Let’s take a practical example
- Create a Cloudfront distribution aceinvoice.cloudfront.com which points to app.aceinvoice.com.
- The browser makes a request to abc.cloudfront.com/images/peter.jpg for the first time.
- Cloudfront checks if it has anything cached against /images/peter.jpg. Since it’s the first time it’s encountering this URL it won’t find anything, so it’s a cache miss.
- Cloudfront forwards this request back to the origin, which in this case is app.aceinvoice.com/images/peter.jpg. The browser gets back the image.
- During this process, Cloudfront caches the resource. Think of it like a key-value pair where /images/peter.jg is the key and the actual image is the value.
Now let's consider another scenario
- Another browser makes a request to the same resource.
- Cloudfront checks for cached items for that particular path.
- Cloudfront finds the cached resource. It’s a cache hit!
- Cloudfront directly serves the resource back to the browser without hitting the origin server.
So how is this faster?
Cloudfront has 100+ edge locations scattered around the world. There will always be an edge that’s close to you. Cached resources are immediately made available from all these edge locations. This reduces latency.
What are the caveats?
The biggest issue with using a CDN is properly invalidating caches. Let’s continue with the above example. If the peter.jpg file is updated, Cloudfront is unaware of this change. It’ll keep serving the old file whenever a request is made to that path.
The easiest way to invalidate the cache is by using a hash in the asset name that changes on deploy. Rails handles this by default. After deploying the application, the path to the aforementioned asset might be images/Peter-5nbd44gfae.jpg. When a request comes to this path, Cloudfront caches it and uses the cache for subsequent requests.
But on the next deploy, the path to the same asset changes. Since Cloudfront doesn’t have anything cached for that URL, it will check the origin and get the latest asset.

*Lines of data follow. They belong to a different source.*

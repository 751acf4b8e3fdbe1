//! Schedule lifecycle orchestration.
//!
//! [`ScheduleManager`] owns the multi-step create/reschedule sequences and
//! the schedule state machine, invoking the timeline calculator and the
//! conflict detector as part of its workflow.
//!
//! # Concurrency
//!
//! Every scheduling mutation is a read-compute-write sequence across the
//! work-order, schedule, calendar, and conflict stores. Mutations for one
//! organization serialize behind a per-organization async mutex held for
//! the whole sequence, so two jobs cannot both claim the same search slot
//! before either writes its reservation. Reads never take the lock and may
//! observe a mutation mid-flight; conflicts are reconciled by the advisory
//! detector, not by read-time locking.

use chrono::{NaiveDate, Utc};
use parking_lot::Mutex;
use std::collections::HashMap;
use std::sync::Arc;

use crate::api::{
    add_days, AvailabilityEntryId, AvailabilityMetadata, AvailabilitySnapshot,
    AvailabilityStatus, ConflictId, ConflictRecord, ConflictStatus, DailyTask, DateRange,
    DayStatus, OrganizationId, ProjectId, ResourceAvailabilityEntry, ResourceId, ResourceKind,
    RescheduleEvent, ScheduleId, ScheduleRecord, ScheduleStatus, WorkOrderId, WorkOrderStatus,
};
use crate::db::repository::{
    AvailabilityRepository, ConflictRepository, FullRepository, ScheduleRepository,
    WorkOrderRepository,
};
use crate::services::events::{ChangeKind, EventBus};
use crate::services::optimal_date::{DateSearchOutcome, DateSearchRequest};
use crate::services::{
    calendar, conflicts, map_lookup_err, optimal_date, timeline, SchedulingError,
    SchedulingResult,
};

/// Inputs for creating a schedule from an approved work order.
#[derive(Debug, Clone)]
pub struct CreateScheduleParams {
    pub organization_id: OrganizationId,
    pub work_order_id: WorkOrderId,
    pub project_id: ProjectId,
    pub scheduled_start_date: NaiveDate,
    pub assigned_crew_ids: Vec<ResourceId>,
    pub assigned_equipment_ids: Vec<ResourceId>,
    pub crew_leader_id: Option<ResourceId>,
}
/// One calendar cell: the availability of one resource on one day.
///
/// Invariant: at most one entry exists per (resource, date); range writes
/// overwrite in place. Absence of an entry means the resource is available
/// (open-world default).
#[derive(Debug, Clone, Serialize, Deserialize)]
pub struct ResourceAvailabilityEntry {
    /// Database ID (server-assigned)
    #[serde(default)]
    pub id: Option<AvailabilityEntryId>,
    pub organization_id: OrganizationId,
    pub resource_id: ResourceId,
    pub resource_kind: ResourceKind,
    /// Midnight-normalized calendar day
    pub date: NaiveDate,
    pub status: AvailabilityStatus,
    #[serde(flatten)]
    pub metadata: AvailabilityMetadata,
}

/// Point-read result for one resource on one day.
#[derive(Debug, Clone, Serialize, Deserialize)]
pub struct AvailabilitySnapshot {
    pub available: bool,
    pub status: AvailabilityStatus,
    /// The stored entry, if any; `None` means the open-world default applied
    #[serde(skip_serializing_if = "Option::is_none")]
    pub entry: Option<ResourceAvailabilityEntry>,
}

// ============================================================================
// Schedule records
// ============================================================================

/// Derived timeline figures for a work order.
#[derive(Debug, Clone, PartialEq, Serialize, Deserialize)]
pub struct Timeline {
    /// Days of actual work at the nominal 8-hour day
    pub work_days: u32,
    /// Contingency days (10% of work days, rounded up)
    pub buffer_days: u32,
    /// `work_days + buffer_days`
    pub total_scheduled_days: u32,
    /// Hour allocation per work day; the last day absorbs the remainder
    pub daily_hours: Vec<f64>,
}

/// Status of one scheduled work day.
#[derive(Debug, Copy, Clone, PartialEq, Eq, Serialize, Deserialize)]
#[serde(rename_all = "snake_case")]
pub enum DayStatus {
    Pending,
    InProgress,
    Completed,
    Rescheduled,
}

/// One work day in a schedule's timeline.
#[derive(Debug, Clone, Serialize, Deserialize)]
pub struct DailyTask {
    /// 1-based position in the schedule
    pub day_number: u32,
    pub date: NaiveDate,
    pub hours_for_day: f64,
    /// References to task records tracked elsewhere in the platform
    #[serde(default)]
    pub task_refs: Vec<String>,
    pub status: DayStatus,
}

/// Lifecycle state of a schedule record.
#[derive(Debug, Copy, Clone, PartialEq, Eq, Serialize, Deserialize)]
#[serde(rename_all = "snake_case")]
pub enum ScheduleStatus {
    Draft,
    Scheduled,
    Confirmed,
    InProgress,
    Completed,
    Cancelled,
    Rescheduled,
}

impl ScheduleStatus {
    /// Whether this state admits no further mutation.
    pub fn is_terminal(&self) -> bool {
        matches!(self, ScheduleStatus::Completed | ScheduleStatus::Cancelled)
    }

    /// Legal transitions of the schedule state machine.
    ///
    /// `Draft → Scheduled → Confirmed → InProgress → Completed`, with
    /// `Rescheduled`/`Cancelled` reachable from any non-terminal working
    /// state and `Rescheduled` returning to `Scheduled` once re-confirmed.
    pub fn can_transition(&self, to: ScheduleStatus) -> bool {
        use ScheduleStatus::*;
        matches!(
            (self, to),
            (Draft, Scheduled)
                | (Draft, Cancelled)
                | (Scheduled, Confirmed)
                | (Scheduled, Rescheduled)
                | (Scheduled, Cancelled)
                | (Confirmed, InProgress)
                | (Confirmed, Rescheduled)
                | (Confirmed, Cancelled)
                | (InProgress, Completed)
                | (InProgress, Cancelled)
                | (Rescheduled, Scheduled)
                | (Rescheduled, Cancelled)
        )
    }
}

/// Audit entry appended every time a schedule is moved.
#[derive(Debug, Clone, Serialize, Deserialize)]
pub struct RescheduleEvent {
    pub original_start: NaiveDate,
    pub original_end: NaiveDate,
    pub reason: String,
    pub actor: String,
    pub timestamp: DateTime<Utc>,
}

/// The timeline for one work order.
#[derive(Debug, Clone, Serialize, Deserialize)]
pub struct ScheduleRecord {
    /// Database ID (server-assigned)
    #[serde(default)]
    pub id: Option<ScheduleId>,
    pub organization_id: OrganizationId,
    pub work_order_id: WorkOrderId,
    pub project_id: ProjectId,
    pub estimated_total_hours: f64,
    pub work_days: u32,
    pub buffer_days: u32,
    /// Invariant: `work_days + buffer_days`
    pub total_scheduled_days: u32,
    pub scheduled_start_date: NaiveDate,
    /// Derived: `scheduled_start_date + total_scheduled_days`
    pub scheduled_end_date: NaiveDate,
    /// One entry per work day; buffer days carry no tasks
    pub daily_tasks: Vec<DailyTask>,
    pub assigned_crew_ids: Vec<ResourceId>,
    pub assigned_equipment_ids: Vec<ResourceId>,
    #[serde(skip_serializing_if = "Option::is_none")]
    pub crew_leader_id: Option<ResourceId>,
    pub status: ScheduleStatus,
    /// Append-only move history
    #[serde(default)]
    pub reschedule_history: Vec<RescheduleEvent>,
}

impl ScheduleRecord {
    /// The inclusive day range this schedule occupies on the calendar.
    pub fn date_range(&self) -> DateRange {
        DateRange {
            start: self.scheduled_start_date,
            end: self.scheduled_end_date,
        }
    }

    pub fn is_terminal(&self) -> bool {
        self.status.is_terminal()
    }
}

// ============================================================================
// Conflicts
// ============================================================================

/// Classification of a detected resource collision.
#[derive(Debug, Copy, Clone, PartialEq, Eq, Serialize, Deserialize)]
#[serde(rename_all = "snake_case")]
pub enum ConflictType {
    CrewDoubleBooked,
    EquipmentDoubleBooked,
    CrewUnavailable,
    EquipmentUnavailable,
    InsufficientCrew,
    InsufficientEquipment,
    DateOverlap,
}

/// Resolution state of a conflict record.
#[derive(Debug, Copy, Clone, PartialEq, Eq, Serialize, Deserialize)]
#[serde(rename_all = "snake_case")]
pub enum ConflictStatus {
    Unresolved,
    Resolved,
    Ignored,
}

/// A detected resource collision, kept as an audit record.
///
/// Conflicts are advisory data: they never block the write that produced
/// them and are only mutated by explicit human resolution.
#[derive(Debug, Clone, Serialize, Deserialize)]
pub struct ConflictRecord {
    /// Database ID (server-assigned)
    #[serde(default)]
    pub id: Option<ConflictId>,
    pub organization_id: OrganizationId,
    pub conflict_type: ConflictType,
    pub work_order_id: WorkOrderId,
    #[serde(skip_serializing_if = "Option::is_none")]
    pub conflicting_work_order_id: Option<WorkOrderId>,
    pub conflict_date: NaiveDate,
    pub resource_kind: ResourceKind,
    pub resource_id: ResourceId,
    pub status: ConflictStatus,
    #[serde(skip_serializing_if = "Option::is_none")]
    pub resolution: Option<String>,
    #[serde(skip_serializing_if = "Option::is_none")]
    pub resolved_by: Option<String>,
    #[serde(skip_serializing_if = "Option::is_none")]
    pub resolved_at: Option<DateTime<Utc>>,
}

// ============================================================================
// Work orders (external collaborator)
// ============================================================================

/// Scheduling-relevant state of a work order.
#[derive(Debug, Copy, Clone, PartialEq, Eq, Serialize, Deserialize)]
#[serde(rename_all = "snake_case")]
pub enum WorkOrderStatus {
    /// Approved for field execution, awaiting a schedule
    Pending,
    Scheduled,
}

/// The slice of a work order the scheduler reads and writes back.
///
/// Work orders are owned by the wider platform; the scheduler consumes the
/// hour estimate and writes the computed dates and status back through.
#[derive(Debug, Clone, Serialize, Deserialize)]
pub struct WorkOrder {
    /// Database ID (server-assigned)
    #[serde(default)]
    pub id: Option<WorkOrderId>,
    pub organization_id: OrganizationId,
    pub project_id: ProjectId,
    #[serde(skip_serializing_if = "Option::is_none")]
    pub customer_id: Option<CustomerId>,
    pub estimated_total_hours: f64,
    pub status: WorkOrderStatus,
    #[serde(skip_serializing_if = "Option::is_none")]
    pub scheduled_start_date: Option<NaiveDate>,
    #[serde(skip_serializing_if = "Option::is_none")]
    pub scheduled_end_date: Option<NaiveDate>,
}

/// Add whole calendar days to a date.
///
/// Saturates at the chrono date boundary, which is far outside any
/// realistic scheduling horizon.
pub fn add_days(date: NaiveDate, days: u32) -> NaiveDate {
    date.checked_add_days(Days::new(u64::from(days)))
        .unwrap_or(NaiveDate::MAX)
}

#[cfg(test)]
mod tests {
    use super::*;

    fn day(s: &str) -> NaiveDate {
        s.parse().unwrap()
    }

    #[test]
    fn test_schedule_id_roundtrip() {
        let id = ScheduleId::new(42);
        assert_eq!(id.value(), 42);
        assert_eq!(i64::from(id), 42);
        assert_eq!(ScheduleId::from(42), id);
    }

    #[test]
    fn test_date_range_rejects_inverted() {
        assert!(DateRange::new(day("2026-03-10"), day("2026-03-09")).is_err());
    }

    #[test]
    fn test_date_range_days_inclusive() {
        let range = DateRange::new(day("2026-03-10"), day("2026-03-13")).unwrap();
        assert_eq!(range.num_days(), 4);
        let days: Vec<NaiveDate> = range.days().collect();
        assert_eq!(days.first(), Some(&day("2026-03-10")));
        assert_eq!(days.last(), Some(&day("2026-03-13")));
    }

    #[test]
    fn test_date_range_overlap() {
        let a = DateRange::new(day("2026-03-10"), day("2026-03-15")).unwrap();
        let b = DateRange::new(day("2026-03-15"), day("2026-03-20")).unwrap();
        let c = DateRange::new(day("2026-03-16"), day("2026-03-20")).unwrap();
        assert!(a.overlaps(&b));
        assert!(b.overlaps(&a));
        assert!(!a.overlaps(&c));
    }

    #[test]
    fn test_status_open_states() {
        assert!(AvailabilityStatus::Available.is_open());
        assert!(AvailabilityStatus::Partial.is_open());
        assert!(!AvailabilityStatus::Scheduled.is_open());
        assert!(!AvailabilityStatus::Maintenance.is_open());
        assert!(!AvailabilityStatus::Unavailable.is_open());
    }

    #[test]
    fn test_schedule_state_machine_happy_path() {
        use ScheduleStatus::*;
        assert!(Draft.can_transition(Scheduled));
        assert!(Scheduled.can_transition(Confirmed));
        assert!(Confirmed.can_transition(InProgress));
        assert!(InProgress.can_transition(Completed));
    }

    #[test]
    fn test_schedule_state_machine_rejects_terminal_exits() {
        use ScheduleStatus::*;
        for to in [Draft, Scheduled, Confirmed, InProgress, Rescheduled, Cancelled] {
            assert!(!Completed.can_transition(to));
            assert!(!Cancelled.can_transition(to));
        }
    }

    #[test]
    fn test_reschedule_cycles_back_to_scheduled() {
        use ScheduleStatus::*;
        assert!(Scheduled.can_transition(Rescheduled));
        assert!(Rescheduled.can_transition(Scheduled));
        assert!(!Rescheduled.can_transition(Confirmed));
    }

    #[test]
    fn test_conflict_status_serialization() {
        let json = serde_json::to_string(&ConflictType::EquipmentUnavailable).unwrap();
        assert_eq!(json, "\"equipment_unavailable\"");
        let json = serde_json::to_string(&ConflictStatus::Unresolved).unwrap();
        assert_eq!(json, "\"unresolved\"");
    }
}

How to set up Cloudfront with Rails
Rails makes it easy to set up an asset host. In the config/environments/production.rb file, add the following line.
1config.action_controller.asset_host = ENV[‘CLOUDFRONT_ENDPOINT’]
By doing this, Rails will look for all the assets in Cloudfront.
Let's consider the application.js asset. In the main .erb file the src for application.js was /packs/js/application.js.
Once we make this change it will be https://ENV[CLOUDFRONT_ENDPOINT]/packs/js/application.js.
We will be setting the environment variable in Heroku shortly.
Creating a Cloudfront distribution
Go to AWS Management Console -> Cloudfront -> Create Distribution Choose Web as the delivery method.
In origin domain name, specify the path to your server. In this example it is app.aceinvoice.com. In origin protocol policy, choose Match viewer so that the same protocol as the main request is used when Cloudfront forwards requests to the origin server. You can leave the other settings unchanged.
In the cache behaviour settings, change viewer protocol policy to Redirect HTTP to HTTPS. You can leave the other settings untouched.
At the bottom of the page switch the distribution state to Enabled and click on Create Distribution.
Note the Domain name of your distribution from the Cloudfront dashboard.
In the Heroku dashboard add the environment variable in your app.
Serving time of application.js on a cold load (not cached in browser) dropped from 30 seconds to 2-3 seconds.